(Source records begins)

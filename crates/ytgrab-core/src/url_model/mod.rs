//! URL validation and destination naming.
//!
//! Validates download URLs before any I/O happens and derives safe local
//! filenames from the URL path when the caller only names a directory.

mod path;
mod sanitize;

pub use path::filename_from_url_path;
pub use sanitize::sanitize_filename;

use std::path::{Path, PathBuf};

use crate::downloader::DownloadError;

/// Default filename when the URL path yields nothing usable.
const DEFAULT_FILENAME: &str = "download.bin";

/// Parses `url` and accepts only absolute http/https URLs with a host.
pub fn validate_url(url: &str) -> Result<url::Url, DownloadError> {
    let invalid = |reason: &str| DownloadError::InvalidUrl {
        url: url.to_string(),
        reason: reason.to_string(),
    };
    if url.trim().is_empty() {
        return Err(invalid("empty URL"));
    }
    let parsed = url::Url::parse(url).map_err(|e| invalid(&e.to_string()))?;
    match parsed.scheme() {
        "http" | "https" => {}
        other => return Err(invalid(&format!("unsupported scheme {:?}", other))),
    }
    if parsed.host_str().map_or(true, str::is_empty) {
        return Err(invalid("missing host"));
    }
    Ok(parsed)
}

/// Derives a safe filename for saving `url`.
///
/// # Examples
///
/// - `derive_filename("https://example.com/clip.mp4")` → `"clip.mp4"`
/// - `derive_filename("https://example.com/")` → `"download.bin"`
pub fn derive_filename(url: &str) -> String {
    let raw = match filename_from_url_path(url) {
        Some(c) => c,
        None => return DEFAULT_FILENAME.to_string(),
    };
    let sanitized = sanitize_filename(&raw);
    if sanitized.is_empty() || sanitized == "." || sanitized == ".." {
        DEFAULT_FILENAME.to_string()
    } else {
        sanitized
    }
}

/// If `target` is an existing directory, returns `target/<derived filename>`;
/// otherwise returns `target` unchanged.
pub fn resolve_destination(target: &Path, url: &str) -> PathBuf {
    if target.is_dir() {
        target.join(derive_filename(url))
    } else {
        target.to_path_buf()
    }
}

#[cfg(test)]
mod tests {
    use super::*;

    #[test]
    fn validate_accepts_http_and_https() {
        assert!(validate_url("http://127.0.0.1:8080/a").is_ok());
        assert!(validate_url("https://example.com/watch?v=abc").is_ok());
    }

    #[test]
    fn validate_rejects_malformed() {
        let bad_urls = [
            "",
            "   ",
            "not a url",
            "ftp://example.com/f",
            "file:///etc/passwd",
            "http://",
        ];
        for bad in bad_urls {
            let err = validate_url(bad).unwrap_err();
            assert!(matches!(err, DownloadError::InvalidUrl { .. }), "{bad:?}");
            assert!(err.is_usage_error());
        }
    }

    #[test]
    fn derive_filename_from_url_path() {
        assert_eq!(derive_filename("https://example.com/archive.zip"), "archive.zip");
        assert_eq!(
            derive_filename("https://cdn.example.com/path/to/clip:1?.mp4?x=1"),
            "clip_1"
        );
    }

    #[test]
    fn derive_filename_fallbacks() {
        assert_eq!(derive_filename("https://example.com/"), "download.bin");
        assert_eq!(derive_filename("https://example.com"), "download.bin");
        assert_eq!(derive_filename("https://example.com/.."), "download.bin");
        assert_eq!(derive_filename("https://example.com/..."), "download.bin");
    }

    #[test]
    fn resolve_destination_joins_directories() {
        let dir = tempfile::tempdir().unwrap();
        let resolved = resolve_destination(dir.path(), "https://example.com/a/song.m4a");
        assert_eq!(resolved, dir.path().join("song.m4a"));
        let file = dir.path().join("explicit.bin");
        assert_eq!(resolve_destination(&file, "https://example.com/x"), file);
    }
}
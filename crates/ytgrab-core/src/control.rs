//! Cooperative cancellation for downloads and child processes.
//!
//! A `CancelToken` is a shared flag. Front ends hold one clone and call
//! `cancel`; the download loop holds another and checks it at chunk
//! boundaries and while waiting on the network.

use std::sync::atomic::{AtomicBool, Ordering};
use std::sync::Arc;

/// Shared cancellation flag. Cloning shares the same underlying flag.
#[derive(Debug, Clone, Default)]
pub struct CancelToken {
    flag: Arc<AtomicBool>,
}

impl CancelToken {
    pub fn new() -> Self {
        Self::default()
    }

    /// Request cancellation. Idempotent; the flag never resets.
    pub fn cancel(&self) {
        self.flag.store(true, Ordering::Relaxed);
    }

    pub fn is_cancelled(&self) -> bool {
        self.flag.load(Ordering::Relaxed)
    }
}

#[cfg(test)]
mod tests {
    use super::*;

    #[test]
    fn clones_share_flag() {
        let token = CancelToken::new();
        let other = token.clone();
        assert!(!other.is_cancelled());
        token.cancel();
        assert!(other.is_cancelled());
        token.cancel();
        assert!(token.is_cancelled());
    }
}
//! `ytgrab fetch`: download one URL with a progress line.

use anyhow::{bail, Context, Result};
use std::path::PathBuf;
use std::sync::Arc;
use tokio::sync::mpsc;
use ytgrab_core::config::YtgrabConfig;
use ytgrab_core::{checksum, url_model};
use ytgrab_core::{CancelToken, ChunkedDownloader, DownloadOutcome, HttpClient};

use super::progress;

/// Progress events buffered for the printer; excess events are dropped.
const PROGRESS_CHANNEL: usize = 64;

#[derive(Debug)]
pub struct FetchArgs {
    pub url: String,
    pub output: Option<PathBuf>,
    pub buffer_size: Option<usize>,
    pub sha256: Option<String>,
    pub keep_partial: bool,
}

pub async fn run_fetch(cfg: &YtgrabConfig, args: FetchArgs) -> Result<()> {
    if let Some(expected) = &args.sha256 {
        checksum::parse_sha256(expected)?;
    }

    let mut cfg = cfg.clone();
    if let Some(n) = args.buffer_size {
        cfg.buffer_size = n;
    }
    if args.keep_partial {
        cfg.keep_partial_on_error = true;
    }

    let client = Arc::new(HttpClient::new(cfg.curl_options()));
    let downloader = ChunkedDownloader::from_config(client, &cfg);

    let target = match args.output {
        Some(p) => p,
        None => std::env::current_dir()?,
    };
    let destination = url_model::resolve_destination(&target, &args.url);

    let cancel = CancelToken::new();
    let ctrl_c = {
        let cancel = cancel.clone();
        tokio::spawn(async move {
            if tokio::signal::ctrl_c().await.is_ok() {
                tracing::info!("interrupt received, cancelling download");
                cancel.cancel();
            }
        })
    };

    let (progress_tx, progress_rx) = mpsc::channel(PROGRESS_CHANNEL);
    let printer = progress::spawn_printer(progress_rx);

    let joined = downloader
        .spawn(args.url.clone(), destination.clone(), cancel, Arc::new(progress_tx))
        .await;
    ctrl_c.abort();
    // The observer (and with it the sender) is dropped when the blocking task ends.
    let _ = printer.await;

    let outcome = joined
        .context("download task panicked")?
        .with_context(|| format!("downloading {}", args.url))?;

    match outcome {
        DownloadOutcome::Completed { path, bytes } => {
            println!("Saved {} ({} bytes)", path.display(), bytes);
            if let Some(expected) = args.sha256 {
                let ok = tokio::task::spawn_blocking({
                    let path = path.clone();
                    move || checksum::verify_sha256(&path, &expected)
                })
                .await??;
                if !ok {
                    bail!("SHA-256 mismatch for {}", path.display());
                }
                println!("SHA-256 verified.");
            }
            Ok(())
        }
        DownloadOutcome::Cancelled => bail!("download cancelled"),
    }
}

(Source records ends)

What you need to do: From the listing above, return the lines starting at the one with "let (progress_tx, progress_rx)" and ending at the one with "ctrl_c.abort();", both kept, exactly as they appear and nothing more.

Answer:
    let (progress_tx, progress_rx) = mpsc::channel(PROGRESS_CHANNEL);
    let printer = progress::spawn_printer(progress_rx);

    let joined = downloader
        .spawn(args.url.clone(), destination.clone(), cancel, Arc::new(progress_tx))
        .await;
    ctrl_c.abort();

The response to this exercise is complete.